//! Extracts schedules and calendars from solutions, checks them against the instance, and renders
//! them.
use std::fmt::Display;
use std::fmt::Formatter;

use pumpkin_core::results::ProblemSolution;
use thiserror::Error;

use crate::conflicts::ConflictSet;
use crate::instance::AgentId;
use crate::instance::InstanceModel;
use crate::instance::MeetingId;
use crate::model::CalendarModel;
use crate::model::GapRule;
use crate::model::TimeslotModel;
use crate::model::FREE_SLOT;

/// A solution which contradicts the instance it was built from.
#[derive(Debug, Error, PartialEq, Eq)]
pub enum ValidationError {
    #[error("expected {expected} entries but the solution has {actual}")]
    WrongShape { expected: usize, actual: usize },

    #[error("meetings {first} and {second} are {gap} slots apart, but {distance} apart in travel")]
    TravelGap {
        first: MeetingId,
        second: MeetingId,
        gap: i64,
        distance: i32,
    },

    #[error("agent {agent} holds {value} in slot {slot}, which is not one of its meetings")]
    ForeignMeeting {
        agent: AgentId,
        slot: usize,
        value: i32,
    },

    #[error("agent {agent} holds meeting {meeting} {count} times instead of once")]
    MeetingOccurrences {
        agent: AgentId,
        meeting: MeetingId,
        count: usize,
    },

    #[error("agents {first} and {second} hold meeting {meeting} in different slots")]
    Unsynchronised {
        meeting: MeetingId,
        first: AgentId,
        second: AgentId,
    },

    #[error(
        "agent {agent} goes from {first} to {second} in {gap} slots, but they are {distance} apart"
    )]
    CalendarTravel {
        agent: AgentId,
        first: MeetingId,
        second: MeetingId,
        gap: i64,
        distance: i32,
    },
}

/// The timeslot of every meeting, taken from a solution of a [`TimeslotModel`].
#[derive(Clone, Debug, PartialEq, Eq)]
pub struct Schedule {
    timeslots: Box<[i32]>,
    makespan: i32,
}

impl Schedule {
    /// The makespan is the value of the objective if the model has one, otherwise the latest
    /// timeslot.
    pub fn from_solution(model: &TimeslotModel, solution: &impl ProblemSolution) -> Schedule {
        let timeslots = model
            .schedule_variables()
            .iter()
            .map(|&slot| solution.get_integer_value(slot))
            .collect::<Box<[_]>>();
        let makespan = match model.makespan() {
            Some(makespan) => solution.get_integer_value(makespan),
            None => timeslots.iter().copied().max().unwrap_or(0),
        };

        Schedule {
            timeslots,
            makespan,
        }
    }

    pub fn timeslot(&self, meeting: MeetingId) -> i32 {
        self.timeslots[meeting.index()]
    }

    pub fn timeslots(&self) -> &[i32] {
        &self.timeslots
    }

    pub fn makespan(&self) -> i32 {
        self.makespan
    }

    /// Checks that every pair of conflicting meetings is separated according to `gap_rule`.
    pub fn validate(
        &self,
        instance: &InstanceModel,
        conflicts: &ConflictSet,
        gap_rule: GapRule,
    ) -> Result<(), ValidationError> {
        if self.timeslots.len() != instance.num_meetings() {
            return Err(ValidationError::WrongShape {
                expected: instance.num_meetings(),
                actual: self.timeslots.len(),
            });
        }

        for (first, second) in conflicts.pairs() {
            let gap = i64::from(self.timeslot(second)) - i64::from(self.timeslot(first));
            let distance = instance.distances().get(first, second);

            if !gap_rule.allows(gap, distance) {
                return Err(ValidationError::TravelGap {
                    first,
                    second,
                    gap: gap.abs(),
                    distance,
                });
            }
        }

        Ok(())
    }
}

impl Display for Schedule {
    fn fmt(&self, f: &mut Formatter<'_>) -> std::fmt::Result {
        for (meeting, timeslot) in self.timeslots.iter().enumerate() {
            writeln!(f, "{meeting} {timeslot}")?;
        }
        Ok(())
    }
}

/// The slot-by-slot calendar of every agent, taken from a solution of a [`CalendarModel`].
#[derive(Clone, Debug, PartialEq, Eq)]
pub struct AgentCalendars {
    rows: Box<[Box<[i32]>]>,
}

impl AgentCalendars {
    pub fn from_solution(model: &CalendarModel, solution: &impl ProblemSolution) -> AgentCalendars {
        let rows = (0..model.num_agents())
            .map(|agent| {
                model
                    .row(AgentId::new(agent))
                    .iter()
                    .map(|&slot| solution.get_integer_value(slot))
                    .collect()
            })
            .collect();

        AgentCalendars { rows }
    }

    /// The meeting in every slot of `agent`'s calendar, or `-1` for a free slot.
    pub fn row(&self, agent: AgentId) -> &[i32] {
        &self.rows[agent.index()]
    }

    /// Checks that every agent holds each of its meetings exactly once and nothing else, that
    /// attendees agree on the slot of a meeting, and that consecutive meetings of an agent are
    /// separated according to `gap_rule`.
    pub fn validate(
        &self,
        instance: &InstanceModel,
        gap_rule: GapRule,
    ) -> Result<(), ValidationError> {
        if self.rows.len() != instance.num_agents() {
            return Err(ValidationError::WrongShape {
                expected: instance.num_agents(),
                actual: self.rows.len(),
            });
        }

        for agent in instance.agents() {
            self.validate_row(instance, agent, gap_rule)?;
        }

        for meeting in instance.meetings() {
            let mut attendees = instance.attendance().attendees_of(meeting);
            let Some(first) = attendees.next() else {
                continue;
            };
            let slot = self.slot_of(first, meeting);

            if let Some(second) = attendees.find(|&other| self.slot_of(other, meeting) != slot) {
                return Err(ValidationError::Unsynchronised {
                    meeting,
                    first,
                    second,
                });
            }
        }

        Ok(())
    }

    fn validate_row(
        &self,
        instance: &InstanceModel,
        agent: AgentId,
        gap_rule: GapRule,
    ) -> Result<(), ValidationError> {
        let row = self.row(agent);
        let attendance = instance.attendance();

        let mut occupied = Vec::new();
        for (slot, &value) in row.iter().enumerate() {
            if value == FREE_SLOT {
                continue;
            }

            let meeting = usize::try_from(value)
                .ok()
                .filter(|&index| index < instance.num_meetings())
                .map(MeetingId::new)
                .filter(|&meeting| attendance.attends(agent, meeting))
                .ok_or(ValidationError::ForeignMeeting { agent, slot, value })?;
            occupied.push((slot, meeting));
        }

        for meeting in attendance.meetings_of(agent) {
            let count = occupied
                .iter()
                .filter(|&&(_, held)| held == meeting)
                .count();
            if count != 1 {
                return Err(ValidationError::MeetingOccurrences {
                    agent,
                    meeting,
                    count,
                });
            }
        }

        for window in occupied.windows(2) {
            let (first_slot, first) = window[0];
            let (second_slot, second) = window[1];
            let gap = (second_slot - first_slot) as i64;
            let distance = instance.distances().get(first, second);

            if !gap_rule.allows(gap, distance) {
                return Err(ValidationError::CalendarTravel {
                    agent,
                    first,
                    second,
                    gap,
                    distance,
                });
            }
        }

        Ok(())
    }

    fn slot_of(&self, agent: AgentId, meeting: MeetingId) -> Option<usize> {
        self.row(agent)
            .iter()
            .position(|&value| value == meeting.as_value())
    }
}

impl Display for AgentCalendars {
    fn fmt(&self, f: &mut Formatter<'_>) -> std::fmt::Result {
        for (agent, row) in self.rows.iter().enumerate() {
            write!(f, "agent: {agent}: |")?;
            for value in row.iter() {
                write!(f, "{value}|")?;
            }
            writeln!(f)?;
        }
        Ok(())
    }
}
——
▶ [Required action]:
Transcribe the material above in full, keeping every word.

▶ [Exercise solution]:
//! Extracts schedules and calendars from solutions, checks them against the instance, and renders
//! them.
use std::fmt::Display;
use std::fmt::Formatter;

use pumpkin_core::results::ProblemSolution;
use thiserror::Error;

use crate::conflicts::ConflictSet;
use crate::instance::AgentId;
use crate::instance::InstanceModel;
use crate::instance::MeetingId;
use crate::model::CalendarModel;
use crate::model::GapRule;
use crate::model::TimeslotModel;
use crate::model::FREE_SLOT;

/// A solution which contradicts the instance it was built from.
#[derive(Debug, Error, PartialEq, Eq)]
pub enum ValidationError {
    #[error("expected {expected} entries but the solution has {actual}")]
    WrongShape { expected: usize, actual: usize },

    #[error("meetings {first} and {second} are {gap} slots apart, but {distance} apart in travel")]
    TravelGap {
        first: MeetingId,
        second: MeetingId,
        gap: i64,
        distance: i32,
    },

    #[error("agent {agent} holds {value} in slot {slot}, which is not one of its meetings")]
    ForeignMeeting {
        agent: AgentId,
        slot: usize,
        value: i32,
    },

    #[error("agent {agent} holds meeting {meeting} {count} times instead of once")]
    MeetingOccurrences {
        agent: AgentId,
        meeting: MeetingId,
        count: usize,
    },

    #[error("agents {first} and {second} hold meeting {meeting} in different slots")]
    Unsynchronised {
        meeting: MeetingId,
        first: AgentId,
        second: AgentId,
    },

    #[error(
        "agent {agent} goes from {first} to {second} in {gap} slots, but they are {distance} apart"
    )]
    CalendarTravel {
        agent: AgentId,
        first: MeetingId,
        second: MeetingId,
        gap: i64,
        distance: i32,
    },
}

/// The timeslot of every meeting, taken from a solution of a [`TimeslotModel`].
#[derive(Clone, Debug, PartialEq, Eq)]
pub struct Schedule {
    timeslots: Box<[i32]>,
    makespan: i32,
}

impl Schedule {
    /// The makespan is the value of the objective if the model has one, otherwise the latest
    /// timeslot.
    pub fn from_solution(model: &TimeslotModel, solution: &impl ProblemSolution) -> Schedule {
        let timeslots = model
            .schedule_variables()
            .iter()
            .map(|&slot| solution.get_integer_value(slot))
            .collect::<Box<[_]>>();
        let makespan = match model.makespan() {
            Some(makespan) => solution.get_integer_value(makespan),
            None => timeslots.iter().copied().max().unwrap_or(0),
        };

        Schedule {
            timeslots,
            makespan,
        }
    }

    pub fn timeslot(&self, meeting: MeetingId) -> i32 {
        self.timeslots[meeting.index()]
    }

    pub fn timeslots(&self) -> &[i32] {
        &self.timeslots
    }

    pub fn makespan(&self) -> i32 {
        self.makespan
    }

    /// Checks that every pair of conflicting meetings is separated according to `gap_rule`.
    pub fn validate(
        &self,
        instance: &InstanceModel,
        conflicts: &ConflictSet,
        gap_rule: GapRule,
    ) -> Result<(), ValidationError> {
        if self.timeslots.len() != instance.num_meetings() {
            return Err(ValidationError::WrongShape {
                expected: instance.num_meetings(),
                actual: self.timeslots.len(),
            });
        }

        for (first, second) in conflicts.pairs() {
            let gap = i64::from(self.timeslot(second)) - i64::from(self.timeslot(first));
            let distance = instance.distances().get(first, second);

            if !gap_rule.allows(gap, distance) {
                return Err(ValidationError::TravelGap {
                    first,
                    second,
                    gap: gap.abs(),
                    distance,
                });
            }
        }

        Ok(())
    }
}

impl Display for Schedule {
    fn fmt(&self, f: &mut Formatter<'_>) -> std::fmt::Result {
        for (meeting, timeslot) in self.timeslots.iter().enumerate() {
            writeln!(f, "{meeting} {timeslot}")?;
        }
        Ok(())
    }
}

/// The slot-by-slot calendar of every agent, taken from a solution of a [`CalendarModel`].
#[derive(Clone, Debug, PartialEq, Eq)]
pub struct AgentCalendars {
    rows: Box<[Box<[i32]>]>,
}

impl AgentCalendars {
    pub fn from_solution(model: &CalendarModel, solution: &impl ProblemSolution) -> AgentCalendars {
        let rows = (0..model.num_agents())
            .map(|agent| {
                model
                    .row(AgentId::new(agent))
                    .iter()
                    .map(|&slot| solution.get_integer_value(slot))
                    .collect()
            })
            .collect();

        AgentCalendars { rows }
    }

    /// The meeting in every slot of `agent`'s calendar, or `-1` for a free slot.
    pub fn row(&self, agent: AgentId) -> &[i32] {
        &self.rows[agent.index()]
    }

    /// Checks that every agent holds each of its meetings exactly once and nothing else, that
    /// attendees agree on the slot of a meeting, and that consecutive meetings of an agent are
    /// separated according to `gap_rule`.
    pub fn validate(
        &self,
        instance: &InstanceModel,
        gap_rule: GapRule,
    ) -> Result<(), ValidationError> {
        if self.rows.len() != instance.num_agents() {
            return Err(ValidationError::WrongShape {
                expected: instance.num_agents(),
                actual: self.rows.len(),
            });
        }

        for agent in instance.agents() {
            self.validate_row(instance, agent, gap_rule)?;
        }

        for meeting in instance.meetings() {
            let mut attendees = instance.attendance().attendees_of(meeting);
            let Some(first) = attendees.next() else {
                continue;
            };
            let slot = self.slot_of(first, meeting);

            if let Some(second) = attendees.find(|&other| self.slot_of(other, meeting) != slot) {
                return Err(ValidationError::Unsynchronised {
                    meeting,
                    first,
                    second,
                });
            }
        }

        Ok(())
    }

    fn validate_row(
        &self,
        instance: &InstanceModel,
        agent: AgentId,
        gap_rule: GapRule,
    ) -> Result<(), ValidationError> {
        let row = self.row(agent);
        let attendance = instance.attendance();

        let mut occupied = Vec::new();
        for (slot, &value) in row.iter().enumerate() {
            if value == FREE_SLOT {
                continue;
            }

            let meeting = usize::try_from(value)
                .ok()
                .filter(|&index| index < instance.num_meetings())
                .map(MeetingId::new)
                .filter(|&meeting| attendance.attends(agent, meeting))
                .ok_or(ValidationError::ForeignMeeting { agent, slot, value })?;
            occupied.push((slot, meeting));
        }

        for meeting in attendance.meetings_of(agent) {
            let count = occupied
                .iter()
                .filter(|&&(_, held)| held == meeting)
                .count();
            if count != 1 {
                return Err(ValidationError::MeetingOccurrences {
                    agent,
                    meeting,
                    count,
                });
            }
        }

        for window in occupied.windows(2) {
            let (first_slot, first) = window[0];
            let (second_slot, second) = window[1];
            let gap = (second_slot - first_slot) as i64;
            let distance = instance.distances().get(first, second);

            if !gap_rule.allows(gap, distance) {
                return Err(ValidationError::CalendarTravel {
                    agent,
                    first,
                    second,
                    gap,
                    distance,
                });
            }
        }

        Ok(())
    }

    fn slot_of(&self, agent: AgentId, meeting: MeetingId) -> Option<usize> {
        self.row(agent)
            .iter()
            .position(|&value| value == meeting.as_value())
    }
}

impl Display for AgentCalendars {
    fn fmt(&self, f: &mut Formatter<'_>) -> std::fmt::Result {
        for (agent, row) in self.rows.iter().enumerate() {
            write!(f, "agent: {agent}: |")?;
            for value in row.iter() {
                write!(f, "{value}|")?;
            }
            writeln!(f)?;
        }
        Ok(())
    }
}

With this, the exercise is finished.